__Assigned task__. Give back each line of the data exactly.

┌────────

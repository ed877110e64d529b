//! JSON 目录宇宙库
//!
//! 布局：`<root>/<id>.json`、`<root>/snapshots/<id>.json`、`<root>/activated.json`。
//! 每次保存先写临时文件再 rename，保证整宇宙原子替换。

use std::path::{Path, PathBuf};

use serde::de::DeserializeOwned;
use serde::Serialize;

use crate::graph::{Snapshot, Universe};
use crate::library::{LibraryError, UniverseLibrary};

const ACTIVATED_FILE: &str = "activated.json";

#[derive(Debug, Clone)]
pub struct JsonDirLibrary {
    root: PathBuf,
}

impl JsonDirLibrary {
    pub fn new(root: impl AsRef<Path>) -> Result<Self, LibraryError> {
        let root = root.as_ref().to_path_buf();
        std::fs::create_dir_all(root.join("snapshots"))?;
        Ok(Self { root })
    }

    fn universe_path(&self, id: &str) -> PathBuf {
        self.root.join(format!("{}.json", sanitize(id)))
    }

    fn snapshot_path(&self, id: &str) -> PathBuf {
        self.root.join("snapshots").join(format!("{}.json", sanitize(id)))
    }

    fn write_atomic<T: Serialize>(&self, path: &Path, value: &T) -> Result<(), LibraryError> {
        let tmp = path.with_extension("json.tmp");
        std::fs::write(&tmp, serde_json::to_string_pretty(value)?)?;
        std::fs::rename(&tmp, path)?;
        Ok(())
    }

    fn read_json<T: DeserializeOwned>(&self, path: &Path) -> Result<Option<T>, LibraryError> {
        if !path.exists() {
            return Ok(None);
        }
        let data = std::fs::read_to_string(path)?;
        Ok(Some(serde_json::from_str(&data)?))
    }
}

/// ID 只允许出现在文件名中的安全字符
fn sanitize(id: &str) -> String {
    id.chars()
        .map(|c| if c.is_ascii_alphanumeric() || c == '-' || c == '_' { c } else { '_' })
        .collect()
}

impl UniverseLibrary for JsonDirLibrary {
    fn save(&self, universe: &Universe) -> Result<(), LibraryError> {
        self.write_atomic(&self.universe_path(&universe.id), universe)?;
        tracing::debug!(universe = %universe.id, nodes = universe.nodes.len(), "universe saved");
        Ok(())
    }

    fn load(&self, universe_id: &str) -> Result<Option<Universe>, LibraryError> {
        self.read_json(&self.universe_path(universe_id))
    }

    fn create_snapshot(&self, universe_id: &str) -> Result<Snapshot, LibraryError> {
        let universe = self
            .load(universe_id)?
            .ok_or_else(|| LibraryError::NotFound(universe_id.to_string()))?;
        let snapshot = Snapshot::capture(&universe);
        self.write_atomic(&self.snapshot_path(universe_id), &snapshot)?;
        tracing::info!(universe = %universe_id, "snapshot created");
        Ok(snapshot)
    }

    fn revert_to_snapshot(&self, universe_id: &str) -> Result<Universe, LibraryError> {
        let snapshot: Snapshot = self
            .read_json(&self.snapshot_path(universe_id))?
            .ok_or_else(|| LibraryError::NoSnapshot(universe_id.to_string()))?;
        self.save(&snapshot.universe)?;
        tracing::info!(universe = %universe_id, "universe reverted to snapshot");
        Ok(snapshot.universe)
    }

    fn list_activated(&self) -> Result<Vec<String>, LibraryError> {
        Ok(self
            .read_json::<Vec<String>>(&self.root.join(ACTIVATED_FILE))?
            .unwrap_or_default())
    }

    fn set_activated(&self, universe_id: &str, active: bool) -> Result<(), LibraryError> {
        let mut ids = self.list_activated()?;
        ids.retain(|id| id != universe_id);
        if active {
            ids.push(universe_id.to_string());
        }
        self.write_atomic(&self.root.join(ACTIVATED_FILE), &ids)
    }

    fn list(&self) -> Result<Vec<(String, String)>, LibraryError> {
        let mut out = Vec::new();
        for entry in std::fs::read_dir(&self.root)? {
            let path = entry?.path();
            let is_universe = path.extension().map_or(false, |e| e == "json")
                && path.file_name().map_or(false, |n| n != ACTIVATED_FILE);
            if !is_universe {
                continue;
            }
            match self.read_json::<Universe>(&path) {
                Ok(Some(u)) => out.push((u.id, u.title)),
                Ok(None) => {}
                Err(e) => tracing::warn!(path = %path.display(), error = %e, "skipping unreadable universe file"),
            }
        }
        out.sort();
        Ok(out)
    }
}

└────────

__Your response__.
repository ed877110e64d529b
//! JSON 目录宇宙库
//!
//! 布局：`<root>/<id>.json`、`<root>/snapshots/<id>.json`、`<root>/activated.json`。
//! 每次保存先写临时文件再 rename，保证整宇宙原子替换。

use std::path::{Path, PathBuf};

use serde::de::DeserializeOwned;
use serde::Serialize;

use crate::graph::{Snapshot, Universe};
use crate::library::{LibraryError, UniverseLibrary};

const ACTIVATED_FILE: &str = "activated.json";

#[derive(Debug, Clone)]
pub struct JsonDirLibrary {
    root: PathBuf,
}

impl JsonDirLibrary {
    pub fn new(root: impl AsRef<Path>) -> Result<Self, LibraryError> {
        let root = root.as_ref().to_path_buf();
        std::fs::create_dir_all(root.join("snapshots"))?;
        Ok(Self { root })
    }

    fn universe_path(&self, id: &str) -> PathBuf {
        self.root.join(format!("{}.json", sanitize(id)))
    }

    fn snapshot_path(&self, id: &str) -> PathBuf {
        self.root.join("snapshots").join(format!("{}.json", sanitize(id)))
    }

    fn write_atomic<T: Serialize>(&self, path: &Path, value: &T) -> Result<(), LibraryError> {
        let tmp = path.with_extension("json.tmp");
        std::fs::write(&tmp, serde_json::to_string_pretty(value)?)?;
        std::fs::rename(&tmp, path)?;
        Ok(())
    }

    fn read_json<T: DeserializeOwned>(&self, path: &Path) -> Result<Option<T>, LibraryError> {
        if !path.exists() {
            return Ok(None);
        }
        let data = std::fs::read_to_string(path)?;
        Ok(Some(serde_json::from_str(&data)?))
    }
}

/// ID 只允许出现在文件名中的安全字符
fn sanitize(id: &str) -> String {
    id.chars()
        .map(|c| if c.is_ascii_alphanumeric() || c == '-' || c == '_' { c } else { '_' })
        .collect()
}

impl UniverseLibrary for JsonDirLibrary {
    fn save(&self, universe: &Universe) -> Result<(), LibraryError> {
        self.write_atomic(&self.universe_path(&universe.id), universe)?;
        tracing::debug!(universe = %universe.id, nodes = universe.nodes.len(), "universe saved");
        Ok(())
    }

    fn load(&self, universe_id: &str) -> Result<Option<Universe>, LibraryError> {
        self.read_json(&self.universe_path(universe_id))
    }

    fn create_snapshot(&self, universe_id: &str) -> Result<Snapshot, LibraryError> {
        let universe = self
            .load(universe_id)?
            .ok_or_else(|| LibraryError::NotFound(universe_id.to_string()))?;
        let snapshot = Snapshot::capture(&universe);
        self.write_atomic(&self.snapshot_path(universe_id), &snapshot)?;
        tracing::info!(universe = %universe_id, "snapshot created");
        Ok(snapshot)
    }

    fn revert_to_snapshot(&self, universe_id: &str) -> Result<Universe, LibraryError> {
        let snapshot: Snapshot = self
            .read_json(&self.snapshot_path(universe_id))?
            .ok_or_else(|| LibraryError::NoSnapshot(universe_id.to_string()))?;
        self.save(&snapshot.universe)?;
        tracing::info!(universe = %universe_id, "universe reverted to snapshot");
        Ok(snapshot.universe)
    }

    fn list_activated(&self) -> Result<Vec<String>, LibraryError> {
        Ok(self
            .read_json::<Vec<String>>(&self.root.join(ACTIVATED_FILE))?
            .unwrap_or_default())
    }

    fn set_activated(&self, universe_id: &str, active: bool) -> Result<(), LibraryError> {
        let mut ids = self.list_activated()?;
        ids.retain(|id| id != universe_id);
        if active {
            ids.push(universe_id.to_string());
        }
        self.write_atomic(&self.root.join(ACTIVATED_FILE), &ids)
    }

    fn list(&self) -> Result<Vec<(String, String)>, LibraryError> {
        let mut out = Vec::new();
        for entry in std::fs::read_dir(&self.root)? {
            let path = entry?.path();
            let is_universe = path.extension().map_or(false, |e| e == "json")
                && path.file_name().map_or(false, |n| n != ACTIVATED_FILE);
            if !is_universe {
                continue;
            }
            match self.read_json::<Universe>(&path) {
                Ok(Some(u)) => out.push((u.id, u.title)),
                Ok(None) => {}
                Err(e) => tracing::warn!(path = %path.display(), error = %e, "skipping unreadable universe file"),
            }
        }
        out.sort();
        Ok(out)
    }
}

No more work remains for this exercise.